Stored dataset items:
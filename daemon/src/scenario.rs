//! Scripted multi-chain runs.
//!
//! A scenario file declares the chains (`[[chains]]`, each a full
//! `ChainConfig`) and a list of `[[steps]]`. Every chain runs as its own task;
//! frames between them go through a relay. Time is simulated and only moves
//! on `advance` steps, so the report is reproducible.

use std::collections::{BTreeMap, HashSet};
use std::path::Path;
use std::sync::Arc;

use anyhow::{bail, Context};
use serde::{Deserialize, Serialize};

use tidal_node::{
    spawn_chain, ChainConfig, ChainHandle, ChainNode, ChainSummary, Mailbox, NodeError,
    RelayChannel, ShutdownController,
};
use tidal_nullables::NullClock;
use tidal_types::{ChainId, HolderId, Rate, TRANSFER_ALL};
use tidal_utils::format_duration;

#[derive(Debug, Deserialize)]
pub struct Scenario {
    /// Deliver every bridge frame twice.
    #[serde(default)]
    pub duplicate_frames: bool,

    /// Simulated clock at genesis, in seconds.
    #[serde(default)]
    pub start_time: u64,

    pub chains: Vec<ChainConfig>,

    #[serde(default)]
    pub steps: Vec<Step>,
}

/// One scripted action. Omitted `amount`s mean "entire balance".
#[derive(Debug, Clone, Deserialize)]
#[serde(tag = "action", rename_all = "snake_case")]
pub enum Step {
    /// Give a holder native value outside the vault.
    Fund { chain: u64, holder: HolderId, amount: u64 },
    Deposit { chain: u64, holder: HolderId, amount: u64 },
    Withdraw { chain: u64, holder: HolderId, amount: Option<u64> },
    Transfer { chain: u64, from: HolderId, to: HolderId, amount: Option<u64> },
    Bridge { chain: u64, from: HolderId, to: HolderId, dest: u64, amount: Option<u64> },
    /// Defaults to the chain's configured admin as caller.
    SetRate { chain: u64, annual_bps: u32, caller: Option<HolderId> },
    Advance { seconds: u64 },
}

impl Step {
    fn action(&self) -> &'static str {
        match self {
            Step::Fund { .. } => "fund",
            Step::Deposit { .. } => "deposit",
            Step::Withdraw { .. } => "withdraw",
            Step::Transfer { .. } => "transfer",
            Step::Bridge { .. } => "bridge",
            Step::SetRate { .. } => "set_rate",
            Step::Advance { .. } => "advance",
        }
    }

    fn chain(&self) -> Option<u64> {
        match self {
            Step::Fund { chain, .. }
            | Step::Deposit { chain, .. }
            | Step::Withdraw { chain, .. }
            | Step::Transfer { chain, .. }
            | Step::Bridge { chain, .. }
            | Step::SetRate { chain, .. } => Some(*chain),
            Step::Advance { .. } => None,
        }
    }
}

/// A step the ledger refused. The run continues past it.
#[derive(Debug, Clone, PartialEq, Eq, Serialize)]
pub struct StepFailure {
    pub step: usize,
    pub action: &'static str,
    pub error: String,
}

#[derive(Debug, Serialize)]
pub struct Report {
    pub steps_run: usize,
    pub simulated_time: String,
    pub failures: Vec<StepFailure>,
    pub chains: Vec<ChainSummary>,
}

impl Scenario {
    pub fn from_toml_file(path: impl AsRef<Path>) -> anyhow::Result<Self> {
        let path = path.as_ref();
        let content = std::fs::read_to_string(path)
            .with_context(|| format!("reading scenario {}", path.display()))?;
        Self::from_toml_str(&content).with_context(|| format!("in scenario {}", path.display()))
    }

    pub fn from_toml_str(s: &str) -> anyhow::Result<Self> {
        let scenario: Self = toml::from_str(s).context("parsing scenario")?;
        scenario.validate()?;
        Ok(scenario)
    }

    fn validate(&self) -> anyhow::Result<()> {
        if self.chains.is_empty() {
            bail!("scenario declares no chains");
        }
        let mut ids = HashSet::new();
        for config in &self.chains {
            config
                .validate()
                .with_context(|| format!("chain {}", config.chain_id))?;
            if !ids.insert(config.chain_id) {
                bail!("chain {} declared twice", config.chain_id);
            }
        }
        for (index, step) in self.steps.iter().enumerate() {
            if let Some(chain) = step.chain() {
                if !ids.contains(&chain) {
                    bail!("step {index} ({}) targets undeclared chain {chain}", step.action());
                }
            }
        }
        Ok(())
    }
}

fn amount_or_all(amount: Option<u64>) -> u128 {
    amount.map(u128::from).unwrap_or(TRANSFER_ALL)
}

/// Run the scenario to completion and collect every chain's final state.
pub async fn run(scenario: Scenario) -> anyhow::Result<Report> {
    let clock = Arc::new(NullClock::new(scenario.start_time));
    let shutdown = ShutdownController::new();

    let mut relay = RelayChannel::new().with_duplicates(scenario.duplicate_frames);
    let mut pending = Vec::new();
    for config in &scenario.chains {
        let node = ChainNode::new(config.clone(), clock.clone())
            .with_context(|| format!("starting chain {}", config.chain_id))?;
        let mailbox = Mailbox::new();
        relay.add_route(node.chain(), mailbox.sender());
        pending.push((node, mailbox));
    }

    let mut chains = BTreeMap::new();
    for (node, mailbox) in pending {
        let handle = spawn_chain(node, mailbox, relay.clone(), shutdown.subscribe());
        chains.insert(handle.chain(), handle);
    }
    let admins: BTreeMap<ChainId, HolderId> = scenario
        .chains
        .iter()
        .map(|c| (c.chain(), c.admin.clone()))
        .collect();

    let mut failures = Vec::new();
    for (index, step) in scenario.steps.iter().enumerate() {
        let action = step.action();
        if let Err(e) = apply(step, &chains, &admins, &clock).await {
            tracing::warn!(step = index, action, error = %e, "step rejected");
            failures.push(StepFailure {
                step: index,
                action,
                error: e.to_string(),
            });
        }
    }

    let mut summaries = Vec::new();
    for handle in chains.values() {
        summaries.push(handle.summary().await?);
    }

    shutdown.shutdown();
    for (_, handle) in chains {
        handle.join().await?;
    }

    Ok(Report {
        steps_run: scenario.steps.len(),
        simulated_time: format_duration(clock.now().as_secs().saturating_sub(scenario.start_time)),
        failures,
        chains: summaries,
    })
}

async fn apply(
    step: &Step,
    chains: &BTreeMap<ChainId, ChainHandle>,
    admins: &BTreeMap<ChainId, HolderId>,
    clock: &NullClock,
) -> Result<(), NodeError> {
    let handle = |chain: u64| {
        let id = ChainId::new(chain);
        chains.get(&id).ok_or(NodeError::ChainStopped(id))
    };

    match step.clone() {
        Step::Fund { chain, holder, amount } => {
            handle(chain)?.credit_native(holder, u128::from(amount)).await
        }
        Step::Deposit { chain, holder, amount } => {
            handle(chain)?.deposit(holder, u128::from(amount)).await
        }
        Step::Withdraw { chain, holder, amount } => handle(chain)?
            .withdraw(holder, amount_or_all(amount))
            .await
            .map(|_| ()),
        Step::Transfer { chain, from, to, amount } => handle(chain)?
            .transfer(from, to, amount_or_all(amount))
            .await
            .map(|_| ()),
        Step::Bridge { chain, from, to, dest, amount } => handle(chain)?
            .bridge(from, to, amount_or_all(amount), ChainId::new(dest))
            .await
            .map(|_| ()),
        Step::SetRate { chain, annual_bps, caller } => {
            let id = ChainId::new(chain);
            let caller = match caller {
                Some(caller) => caller,
                None => admins.get(&id).cloned().ok_or(NodeError::ChainStopped(id))?,
            };
            handle(chain)?
                .set_rate(caller, Rate::from_annual_bps(annual_bps))
                .await
                .map(|_| ())
        }
        Step::Advance { seconds } => {
            clock.advance(seconds);
            Ok(())
        }
    }
}
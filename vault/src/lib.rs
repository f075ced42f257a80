//! Vault: the boundary between a chain's native asset and its accrual ledger.
//!
//! A deposit takes native value into the reserve and mints ledger balance at
//! the chain's current global rate. A withdrawal burns ledger balance
//! (interest included) and releases the same amount of native value. Interest
//! is paid out of reserve value added with [`LocalReserve::fund_rewards`].

pub mod error;
pub mod reserve;
pub mod vault;

pub use error::VaultError;
pub use reserve::{LocalReserve, NativeReserve};
pub use vault::Vault;
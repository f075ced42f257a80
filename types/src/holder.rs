//! Holder identity type with `tdl_` prefix.

use crate::error::TypesError;
use serde::{Deserialize, Serialize};
use std::fmt;

/// Identity of an account holder on a single chain, always prefixed with `tdl_`.
///
/// The same string may name holders on several chains; each chain keeps its
/// own independent account for it.
/// Deserialization goes through [`HolderId::parse`], so decoded ids are always
/// well-formed.
#[derive(Clone, Debug, PartialEq, Eq, PartialOrd, Ord, Hash, Serialize, Deserialize)]
#[serde(try_from = "String")]
pub struct HolderId(String);

impl HolderId {
    /// The standard prefix for all holder identities.
    pub const PREFIX: &'static str = "tdl_";

    /// Create a holder id from a raw string.
    ///
    /// # Panics
    /// Panics if the string does not start with `tdl_`.
    pub fn new(raw: impl Into<String>) -> Self {
        let s = raw.into();
        assert!(s.starts_with(Self::PREFIX), "holder id must start with tdl_");
        Self(s)
    }

    /// Parse a holder id, rejecting malformed input instead of panicking.
    pub fn parse(raw: &str) -> Result<Self, TypesError> {
        let id = Self(raw.to_string());
        if id.is_valid() {
            Ok(id)
        } else {
            Err(TypesError::InvalidHolder(raw.to_string()))
        }
    }

    pub fn as_str(&self) -> &str {
        &self.0
    }

    /// Well-formed: prefixed, non-empty suffix, no whitespace.
    pub fn is_valid(&self) -> bool {
        self.0.starts_with(Self::PREFIX)
            && self.0.len() > Self::PREFIX.len()
            && !self.0.chars().any(char::is_whitespace)
    }
}

impl fmt::Display for HolderId {
    fn fmt(&self, f: &mut fmt::Formatter<'_>) -> fmt::Result {
        write!(f, "{}", self.0)
    }
}

impl TryFrom<String> for HolderId {
    type Error = TypesError;

    fn try_from(s: String) -> Result<Self, Self::Error> {
        Self::parse(&s)
    }
}

#[cfg(test)]
mod tests {
    use super::*;

    #[test]
    fn parse_accepts_prefixed_ids() {
        let id = HolderId::parse("tdl_alice").unwrap();
        assert_eq!(id.as_str(), "tdl_alice");
        assert_eq!(id, HolderId::new("tdl_alice"));
    }

    #[test]
    fn parse_rejects_malformed_ids() {
        assert!(HolderId::parse("alice").is_err());
        assert!(HolderId::parse("tdl_").is_err());
        assert!(HolderId::parse("tdl_al ice").is_err());
    }

    #[test]
    fn deserialization_validates() {
        let ok: Result<HolderId, _> = bincode::deserialize(&bincode::serialize("tdl_bob").unwrap());
        assert_eq!(ok.unwrap(), HolderId::new("tdl_bob"));
        let bad: Result<HolderId, _> = bincode::deserialize(&bincode::serialize("bob").unwrap());
        assert!(bad.is_err());
    }

    #[test]
    #[should_panic(expected = "must start with tdl_")]
    fn new_panics_without_prefix() {
        HolderId::new("bob");
    }
}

About this exercise ::
In the entries above, find each line with the word "anyhow" and copy it.

Result for this exercise ::
use anyhow::{bail, Context};
    pub fn from_toml_file(path: impl AsRef<Path>) -> anyhow::Result<Self> {
    pub fn from_toml_str(s: &str) -> anyhow::Result<Self> {
    fn validate(&self) -> anyhow::Result<()> {
pub async fn run(scenario: Scenario) -> anyhow::Result<Report> {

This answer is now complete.